//! Dragon 工具集适配器
//!
//! 依赖 GMGN 适配器提供行情数据。

use super::base::{Adapter, AdapterCore, AdapterOptions};
use super::gmgn::GmgnAdapter;
use super::state::AdapterState;
use crate::config::{ConfigRegistry, ConfigSchema};
use crate::errors::AdapterError;
use crate::infrastructure::container::{ContainerError, DependencyMap, Injectable, InjectionContext};
use async_trait::async_trait;
use parking_lot::RwLock;
use semver::Version;
use serde::{Deserialize, Serialize};
use serde_json::json;
use std::path::PathBuf;
use std::sync::Arc;

pub const SOLSCAN_API_KEY_VAR: &str = "SOLSCAN_API_KEY";
pub const ETHERSCAN_API_KEY_VAR: &str = "ETHERSCAN_API_KEY";

const CHAINS: &[&str] = &["Solana", "Ethereum", "GMGN"];
const CHAIN_SUBDIRS: &[&str] = &["TopTraders", "TopHolders", "EarlyBuyers", "BulkWallet"];
const PROXY_DIR: &str = "Proxies";
const PROXY_FILE: &str = "proxies.txt";

pub const DEFAULT_THREADS: u32 = 40;
pub const MAX_THREADS: u32 = 100;

#[derive(Debug, Clone, PartialEq, Serialize, Deserialize)]
#[serde(default)]
pub struct DragonSettings {
    pub threads: u32,
    pub use_proxies: bool,
}

impl Default for DragonSettings {
    fn default() -> Self {
        Self {
            threads: DEFAULT_THREADS,
            use_proxies: false,
        }
    }
}

fn config_schema() -> ConfigSchema {
    ConfigSchema::new(
        json!({
            "type": "object",
            "properties": {
                "threads": {"type": "integer", "minimum": 0},
                "use_proxies": {"type": "boolean"}
            }
        }),
        Version::new(1, 0, 0),
    )
    .with_required_env_vars([SOLSCAN_API_KEY_VAR, ETHERSCAN_API_KEY_VAR])
}

/// 线程数归一化：缺省或 0 使用默认值，超过上限时回落到默认值
pub fn handle_threads(threads: Option<u32>) -> u32 {
    match threads {
        None | Some(0) => DEFAULT_THREADS,
        Some(n) if n > MAX_THREADS => DEFAULT_THREADS,
        Some(n) => n,
    }
}

/// Solana 地址长度检查
pub fn validate_solana_address(address: &str) -> bool {
    matches!(address.len(), 43 | 44)
}

/// Ethereum 地址长度检查（允许省略 `0x`）
pub fn validate_ethereum_address(address: &str) -> bool {
    matches!(address.len(), 40..=42)
}

#[derive(Debug, Clone, Default)]
struct DragonCredentials {
    solscan: Option<String>,
    etherscan: Option<String>,
}

pub struct DragonAdapter {
    core: AdapterCore,
    gmgn: Arc<GmgnAdapter>,
    settings: RwLock<Option<DragonSettings>>,
    credentials: RwLock<DragonCredentials>,
}

impl DragonAdapter {
    pub fn new(registry: Arc<ConfigRegistry>, gmgn: Arc<GmgnAdapter>, options: AdapterOptions) -> Self {
        Self {
            core: AdapterCore::for_type::<Self>(registry, options),
            gmgn,
            settings: RwLock::new(None),
            credentials: RwLock::new(DragonCredentials::default()),
        }
    }

    pub fn gmgn(&self) -> &Arc<GmgnAdapter> {
        &self.gmgn
    }

    pub fn settings(&self) -> Option<DragonSettings> {
        self.settings.read().clone()
    }

    /// 当前生效的线程数
    pub fn threads(&self) -> u32 {
        handle_threads(self.settings().map(|settings| settings.threads))
    }

    fn proxy_file(&self) -> Result<PathBuf, AdapterError> {
        Ok(self.core.module_data_dir(Some(PROXY_DIR))?.join(PROXY_FILE))
    }

    /// 检查代理文件是否有内容，必要时创建空文件
    pub fn check_proxy_file(&self, create_if_missing: bool) -> Result<bool, AdapterError> {
        let path = self.proxy_file()?;
        if !path.exists() {
            if !create_if_missing {
                return Ok(false);
            }
            std::fs::write(&path, "").map_err(|e| {
                AdapterError::Operation(format!("failed to create {}: {}", path.display(), e))
            })?;
        }

        let content = std::fs::read_to_string(&path)
            .map_err(|e| AdapterError::ResourceNotFound(format!("{}: {}", path.display(), e)))?;
        Ok(content.lines().any(|line| !line.trim().is_empty()))
    }

    fn data_subdirs() -> Vec<String> {
        let mut dirs: Vec<String> = CHAINS
            .iter()
            .flat_map(|chain| CHAIN_SUBDIRS.iter().map(move |sub| format!("{chain}/{sub}")))
            .collect();
        dirs.push(PROXY_DIR.to_string());
        dirs
    }
}

impl Injectable for DragonAdapter {
    fn dependencies() -> DependencyMap {
        DependencyMap::new()
            .with_dependency::<ConfigRegistry>("config_registry")
            .with_dependency::<GmgnAdapter>("gmgn")
    }

    fn construct(ctx: &InjectionContext<'_>) -> Result<Self, ContainerError> {
        let registry = ctx.get::<ConfigRegistry>("config_registry")?;
        let gmgn = ctx.get::<GmgnAdapter>("gmgn")?;
        Ok(Self::new(registry, gmgn, AdapterOptions::from_context(ctx)))
    }
}

#[async_trait]
impl Adapter for DragonAdapter {
    fn core(&self) -> &AdapterCore {
        &self.core
    }

    fn core_mut(&mut self) -> &mut AdapterCore {
        &mut self.core
    }

    async fn initialize(&self) -> Result<bool, AdapterError> {
        self.core.set_state(AdapterState::Initializing, None)?;
        self.core.install_schema(config_schema())?;

        let settings: DragonSettings = self.core.settings()?;
        let credentials = DragonCredentials {
            solscan: self.core.credential(SOLSCAN_API_KEY_VAR, true)?,
            etherscan: self.core.credential(ETHERSCAN_API_KEY_VAR, true)?,
        };
        let subdirs = Self::data_subdirs();
        let subdirs: Vec<&str> = subdirs.iter().map(String::as_str).collect();
        self.core.prepare_data_dirs(&subdirs)?;

        if settings.use_proxies && !self.check_proxy_file(true)? {
            tracing::warn!(module = %self.core.module_name(), "Proxies enabled but proxy file is empty");
        }

        *self.settings.write() = Some(settings);
        *self.credentials.write() = credentials;
        self.core.set_state(AdapterState::Ready, None)?;
        Ok(true)
    }

    /// 需要 GMGN 依赖也处于就绪状态
    async fn validate(&self) -> Result<bool, AdapterError> {
        if !self.core.is_ready() {
            return Ok(false);
        }
        if !self.gmgn.is_ready() {
            tracing::debug!(module = %self.core.module_name(), "GMGN dependency is not ready");
            return Ok(false);
        }
        let credentials = self.credentials.read().clone();
        let credentials_ok =
            self.core.test_mode() || (credentials.solscan.is_some() && credentials.etherscan.is_some());
        Ok(credentials_ok && self.settings().is_some())
    }

    async fn cleanup(&self) -> Result<(), AdapterError> {
        if !self.core.begin_cleanup()? {
            return Ok(());
        }
        self.settings.write().take();
        *self.credentials.write() = DragonCredentials::default();
        self.core.set_state(AdapterState::CleanedUp, None)
    }
}

#[cfg(test)]
mod tests {
    use super::*;
    use crate::config::RegistryOptions;

    #[test]
    fn test_handle_threads() {
        assert_eq!(handle_threads(None), 40);
        assert_eq!(handle_threads(Some(0)), 40);
        assert_eq!(handle_threads(Some(8)), 8);
        assert_eq!(handle_threads(Some(100)), 100);
        assert_eq!(handle_threads(Some(101)), 40);
    }

    #[test]
    fn test_address_validation() {
        assert!(validate_solana_address(&"1".repeat(44)));
        assert!(!validate_solana_address("short"));
        assert!(validate_ethereum_address(&format!("0x{}", "a".repeat(40))));
        assert!(!validate_ethereum_address("0x1234"));
    }

    #[tokio::test]
    async fn test_dragon_requires_ready_gmgn() {
        let dir = tempfile::tempdir().unwrap();
        let registry = Arc::new(
            ConfigRegistry::from_sources(
                RegistryOptions::test().with_config_dir(dir.path().join("config")),
                Vec::new(),
            )
            .unwrap(),
        );
        let options = AdapterOptions::test().with_data_dir(dir.path().join("data"));
        let gmgn = Arc::new(GmgnAdapter::new(registry.clone(), options.clone()));
        let dragon = DragonAdapter::new(registry, gmgn.clone(), options);
        assert_eq!(dragon.module_name(), "dragon");

        assert!(dragon.initialize().await.unwrap());
        assert!(dir.path().join("data/dragon/Solana/TopTraders").is_dir());
        assert!(dir.path().join("data/dragon/GMGN/BulkWallet").is_dir());
        assert!(!dragon.validate().await.unwrap());

        gmgn.initialize().await.unwrap();
        assert!(dragon.validate().await.unwrap());
        assert_eq!(dragon.threads(), 40);
    }

    #[tokio::test]
    async fn test_check_proxy_file() {
        let dir = tempfile::tempdir().unwrap();
        let registry = Arc::new(
            ConfigRegistry::from_sources(
                RegistryOptions::test().with_config_dir(dir.path().join("config")),
                Vec::new(),
            )
            .unwrap(),
        );
        let options = AdapterOptions::test().with_data_dir(dir.path().join("data"));
        let gmgn = Arc::new(GmgnAdapter::new(registry.clone(), options.clone()));
        let dragon = DragonAdapter::new(registry, gmgn, options);

        assert!(!dragon.check_proxy_file(false).unwrap());
        assert!(!dragon.check_proxy_file(true).unwrap());
        let path = dir.path().join("data/dragon/Proxies/proxies.txt");
        assert!(path.is_file());

        std::fs::write(&path, "\n127.0.0.1:8080\n").unwrap();
        assert!(dragon.check_proxy_file(false).unwrap());
    }
}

★ ★ ★ ★

Give back, exactly as written, the stretch from the line with "依赖 GMGN 适配器提供行情数据。" through the line with "pub const ETHERSCAN_API_KEY_VAR: &str", and no other lines from the records above.

//! 依赖 GMGN 适配器提供行情数据。

use super::base::{Adapter, AdapterCore, AdapterOptions};
use super::gmgn::GmgnAdapter;
use super::state::AdapterState;
use crate::config::{ConfigRegistry, ConfigSchema};
use crate::errors::AdapterError;
use crate::infrastructure::container::{ContainerError, DependencyMap, Injectable, InjectionContext};
use async_trait::async_trait;
use parking_lot::RwLock;
use semver::Version;
use serde::{Deserialize, Serialize};
use serde_json::json;
use std::path::PathBuf;
use std::sync::Arc;

pub const SOLSCAN_API_KEY_VAR: &str = "SOLSCAN_API_KEY";
pub const ETHERSCAN_API_KEY_VAR: &str = "ETHERSCAN_API_KEY";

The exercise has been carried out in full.